Using the data beneath, show every line that includes the word "ValidationErrors".
+++ Input records +++
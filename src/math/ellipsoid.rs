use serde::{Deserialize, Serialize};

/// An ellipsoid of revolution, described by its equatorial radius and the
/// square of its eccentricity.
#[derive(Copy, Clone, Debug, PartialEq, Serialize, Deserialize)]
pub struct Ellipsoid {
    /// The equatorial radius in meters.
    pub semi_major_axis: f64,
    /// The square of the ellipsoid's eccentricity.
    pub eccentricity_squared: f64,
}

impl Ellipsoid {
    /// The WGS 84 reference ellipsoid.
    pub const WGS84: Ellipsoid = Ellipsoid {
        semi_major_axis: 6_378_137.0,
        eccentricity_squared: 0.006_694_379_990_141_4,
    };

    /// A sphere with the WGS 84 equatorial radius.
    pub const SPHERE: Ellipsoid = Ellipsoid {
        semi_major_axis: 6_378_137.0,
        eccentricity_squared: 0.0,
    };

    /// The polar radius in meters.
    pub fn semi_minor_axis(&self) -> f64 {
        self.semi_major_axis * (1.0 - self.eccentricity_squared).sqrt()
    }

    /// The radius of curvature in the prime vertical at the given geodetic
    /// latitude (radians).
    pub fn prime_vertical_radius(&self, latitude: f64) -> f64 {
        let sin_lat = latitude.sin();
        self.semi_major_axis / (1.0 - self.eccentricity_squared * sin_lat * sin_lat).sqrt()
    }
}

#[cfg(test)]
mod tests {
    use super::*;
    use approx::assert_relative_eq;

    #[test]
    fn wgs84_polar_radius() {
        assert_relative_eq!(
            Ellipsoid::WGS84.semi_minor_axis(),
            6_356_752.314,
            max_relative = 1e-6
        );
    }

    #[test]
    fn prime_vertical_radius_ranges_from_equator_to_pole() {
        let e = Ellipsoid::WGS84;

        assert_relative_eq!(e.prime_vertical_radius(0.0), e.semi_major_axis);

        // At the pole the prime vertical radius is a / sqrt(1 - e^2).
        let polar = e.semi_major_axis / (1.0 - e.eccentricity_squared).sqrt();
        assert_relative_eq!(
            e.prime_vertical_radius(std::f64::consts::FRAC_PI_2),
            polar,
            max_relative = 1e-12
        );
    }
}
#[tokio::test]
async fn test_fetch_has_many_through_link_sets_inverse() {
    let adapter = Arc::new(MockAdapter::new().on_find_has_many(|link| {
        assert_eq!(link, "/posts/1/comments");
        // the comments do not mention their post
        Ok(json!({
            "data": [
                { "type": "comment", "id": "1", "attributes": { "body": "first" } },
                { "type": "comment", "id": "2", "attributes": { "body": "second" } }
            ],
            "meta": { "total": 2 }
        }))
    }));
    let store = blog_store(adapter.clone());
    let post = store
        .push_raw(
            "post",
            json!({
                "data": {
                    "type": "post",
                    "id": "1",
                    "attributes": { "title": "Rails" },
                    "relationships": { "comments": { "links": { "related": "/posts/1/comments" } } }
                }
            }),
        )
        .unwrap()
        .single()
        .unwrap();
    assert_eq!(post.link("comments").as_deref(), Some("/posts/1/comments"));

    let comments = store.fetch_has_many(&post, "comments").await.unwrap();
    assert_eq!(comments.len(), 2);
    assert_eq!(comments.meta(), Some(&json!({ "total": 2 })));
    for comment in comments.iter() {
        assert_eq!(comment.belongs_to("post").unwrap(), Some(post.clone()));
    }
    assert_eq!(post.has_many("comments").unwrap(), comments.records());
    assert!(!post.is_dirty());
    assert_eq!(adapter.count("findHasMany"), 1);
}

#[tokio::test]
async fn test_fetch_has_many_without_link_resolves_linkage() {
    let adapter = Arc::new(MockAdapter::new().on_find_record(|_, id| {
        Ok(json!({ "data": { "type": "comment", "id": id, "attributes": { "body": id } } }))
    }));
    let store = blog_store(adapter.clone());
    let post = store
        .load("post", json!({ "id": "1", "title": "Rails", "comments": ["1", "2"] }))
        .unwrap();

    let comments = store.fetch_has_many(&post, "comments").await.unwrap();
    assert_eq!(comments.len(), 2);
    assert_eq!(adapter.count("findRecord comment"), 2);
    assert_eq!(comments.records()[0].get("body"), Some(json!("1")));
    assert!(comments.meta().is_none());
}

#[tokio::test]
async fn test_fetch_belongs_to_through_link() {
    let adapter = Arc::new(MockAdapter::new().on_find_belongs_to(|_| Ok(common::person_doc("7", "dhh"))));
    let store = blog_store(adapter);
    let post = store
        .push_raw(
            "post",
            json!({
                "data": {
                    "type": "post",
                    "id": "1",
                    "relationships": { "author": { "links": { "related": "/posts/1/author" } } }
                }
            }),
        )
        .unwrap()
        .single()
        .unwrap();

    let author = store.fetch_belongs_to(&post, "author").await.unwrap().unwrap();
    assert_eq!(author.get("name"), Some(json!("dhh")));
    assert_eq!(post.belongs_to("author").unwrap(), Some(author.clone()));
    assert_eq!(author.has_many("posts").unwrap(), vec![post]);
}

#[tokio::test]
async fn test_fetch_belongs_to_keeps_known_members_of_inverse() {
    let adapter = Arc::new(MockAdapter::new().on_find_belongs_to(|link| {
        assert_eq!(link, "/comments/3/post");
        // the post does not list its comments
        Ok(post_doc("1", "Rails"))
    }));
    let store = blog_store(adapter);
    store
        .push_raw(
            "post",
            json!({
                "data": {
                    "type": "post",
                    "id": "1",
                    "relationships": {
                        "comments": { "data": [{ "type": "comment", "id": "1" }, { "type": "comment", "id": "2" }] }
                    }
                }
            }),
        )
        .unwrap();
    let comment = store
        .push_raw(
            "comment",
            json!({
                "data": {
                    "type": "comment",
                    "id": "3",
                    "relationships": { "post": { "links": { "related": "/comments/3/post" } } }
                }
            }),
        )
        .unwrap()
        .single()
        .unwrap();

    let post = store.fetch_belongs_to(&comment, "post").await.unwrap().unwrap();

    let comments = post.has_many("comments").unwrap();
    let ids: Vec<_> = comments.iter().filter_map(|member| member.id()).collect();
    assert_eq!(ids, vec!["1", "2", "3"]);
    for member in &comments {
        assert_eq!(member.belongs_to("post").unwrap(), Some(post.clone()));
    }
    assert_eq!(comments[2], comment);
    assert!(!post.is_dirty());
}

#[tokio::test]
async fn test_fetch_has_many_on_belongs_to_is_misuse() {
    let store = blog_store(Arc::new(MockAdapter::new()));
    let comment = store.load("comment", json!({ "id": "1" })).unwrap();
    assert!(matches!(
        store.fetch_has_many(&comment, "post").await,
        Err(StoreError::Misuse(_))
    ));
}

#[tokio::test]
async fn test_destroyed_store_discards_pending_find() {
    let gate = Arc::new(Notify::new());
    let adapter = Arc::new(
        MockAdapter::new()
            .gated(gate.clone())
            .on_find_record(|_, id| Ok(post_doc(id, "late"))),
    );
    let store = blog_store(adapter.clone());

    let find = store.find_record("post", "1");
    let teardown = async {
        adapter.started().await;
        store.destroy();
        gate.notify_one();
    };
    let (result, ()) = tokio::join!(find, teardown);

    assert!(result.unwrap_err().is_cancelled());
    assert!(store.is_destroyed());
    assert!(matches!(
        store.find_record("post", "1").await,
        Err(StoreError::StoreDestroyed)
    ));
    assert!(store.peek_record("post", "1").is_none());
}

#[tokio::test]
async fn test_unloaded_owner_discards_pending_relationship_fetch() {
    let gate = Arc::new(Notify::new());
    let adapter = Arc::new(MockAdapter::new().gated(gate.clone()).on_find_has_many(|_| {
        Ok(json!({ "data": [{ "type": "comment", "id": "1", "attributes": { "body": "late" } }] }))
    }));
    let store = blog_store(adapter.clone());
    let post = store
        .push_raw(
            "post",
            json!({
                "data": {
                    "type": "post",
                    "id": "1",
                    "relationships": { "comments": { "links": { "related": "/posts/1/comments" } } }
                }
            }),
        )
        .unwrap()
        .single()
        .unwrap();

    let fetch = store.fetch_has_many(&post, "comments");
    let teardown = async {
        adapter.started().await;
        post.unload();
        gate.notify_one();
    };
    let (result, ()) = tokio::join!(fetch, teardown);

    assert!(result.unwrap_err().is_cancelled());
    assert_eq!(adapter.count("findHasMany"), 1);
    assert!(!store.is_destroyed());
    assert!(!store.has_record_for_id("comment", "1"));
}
+++
+++ Input records +++
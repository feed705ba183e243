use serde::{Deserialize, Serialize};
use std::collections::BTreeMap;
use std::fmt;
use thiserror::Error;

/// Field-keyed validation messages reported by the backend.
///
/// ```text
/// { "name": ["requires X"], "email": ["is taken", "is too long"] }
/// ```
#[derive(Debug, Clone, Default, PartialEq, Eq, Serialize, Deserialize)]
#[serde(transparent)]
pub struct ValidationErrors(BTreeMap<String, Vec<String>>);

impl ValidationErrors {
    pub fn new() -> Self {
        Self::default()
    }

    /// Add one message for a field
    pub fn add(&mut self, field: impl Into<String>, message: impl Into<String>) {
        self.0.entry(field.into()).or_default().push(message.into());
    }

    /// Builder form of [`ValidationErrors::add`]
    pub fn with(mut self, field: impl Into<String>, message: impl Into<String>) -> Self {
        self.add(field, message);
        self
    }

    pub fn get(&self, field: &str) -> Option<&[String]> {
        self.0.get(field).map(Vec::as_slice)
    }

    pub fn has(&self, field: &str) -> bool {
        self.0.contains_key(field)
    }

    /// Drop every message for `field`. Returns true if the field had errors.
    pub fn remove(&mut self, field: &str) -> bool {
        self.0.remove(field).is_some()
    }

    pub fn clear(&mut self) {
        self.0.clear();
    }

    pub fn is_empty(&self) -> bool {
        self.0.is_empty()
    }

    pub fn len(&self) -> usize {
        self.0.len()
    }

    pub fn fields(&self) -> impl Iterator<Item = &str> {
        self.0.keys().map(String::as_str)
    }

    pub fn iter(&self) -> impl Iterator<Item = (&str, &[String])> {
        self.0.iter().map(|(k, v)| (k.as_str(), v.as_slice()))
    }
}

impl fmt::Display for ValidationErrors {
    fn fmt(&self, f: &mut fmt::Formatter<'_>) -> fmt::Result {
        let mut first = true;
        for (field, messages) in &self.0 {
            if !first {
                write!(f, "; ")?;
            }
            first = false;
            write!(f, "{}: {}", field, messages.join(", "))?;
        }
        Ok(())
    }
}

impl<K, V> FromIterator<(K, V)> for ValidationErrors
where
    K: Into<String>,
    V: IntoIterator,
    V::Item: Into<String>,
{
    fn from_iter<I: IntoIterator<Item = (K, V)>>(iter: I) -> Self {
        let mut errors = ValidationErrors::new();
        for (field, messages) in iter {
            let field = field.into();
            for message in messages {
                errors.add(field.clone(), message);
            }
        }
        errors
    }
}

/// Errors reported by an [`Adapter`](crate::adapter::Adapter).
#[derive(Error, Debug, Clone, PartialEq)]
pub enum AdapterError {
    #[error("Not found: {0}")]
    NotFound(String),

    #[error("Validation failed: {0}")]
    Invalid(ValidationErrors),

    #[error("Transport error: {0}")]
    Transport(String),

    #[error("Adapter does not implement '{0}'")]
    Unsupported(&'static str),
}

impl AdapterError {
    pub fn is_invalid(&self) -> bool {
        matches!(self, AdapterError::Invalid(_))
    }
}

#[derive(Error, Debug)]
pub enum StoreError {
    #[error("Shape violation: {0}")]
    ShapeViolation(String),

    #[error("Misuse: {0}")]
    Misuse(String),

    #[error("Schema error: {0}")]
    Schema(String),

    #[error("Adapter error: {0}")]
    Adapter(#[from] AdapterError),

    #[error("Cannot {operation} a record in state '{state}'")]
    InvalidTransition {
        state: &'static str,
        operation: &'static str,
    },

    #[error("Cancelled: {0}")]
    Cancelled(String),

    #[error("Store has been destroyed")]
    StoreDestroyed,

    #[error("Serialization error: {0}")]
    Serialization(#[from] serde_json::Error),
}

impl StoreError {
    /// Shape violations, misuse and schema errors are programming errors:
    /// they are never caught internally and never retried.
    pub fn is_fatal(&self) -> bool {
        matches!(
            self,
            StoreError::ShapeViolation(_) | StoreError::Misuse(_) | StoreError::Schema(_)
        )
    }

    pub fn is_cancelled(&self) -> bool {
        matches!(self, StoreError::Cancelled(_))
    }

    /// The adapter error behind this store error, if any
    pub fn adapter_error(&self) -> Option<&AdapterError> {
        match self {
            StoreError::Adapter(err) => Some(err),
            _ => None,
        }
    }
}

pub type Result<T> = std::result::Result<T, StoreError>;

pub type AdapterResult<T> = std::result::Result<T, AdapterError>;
+++
◆ Your solution
pub struct ValidationErrors(BTreeMap<String, Vec<String>>);
impl ValidationErrors {
    /// Builder form of [`ValidationErrors::add`]
impl fmt::Display for ValidationErrors {
impl<K, V> FromIterator<(K, V)> for ValidationErrors
        let mut errors = ValidationErrors::new();
    Invalid(ValidationErrors),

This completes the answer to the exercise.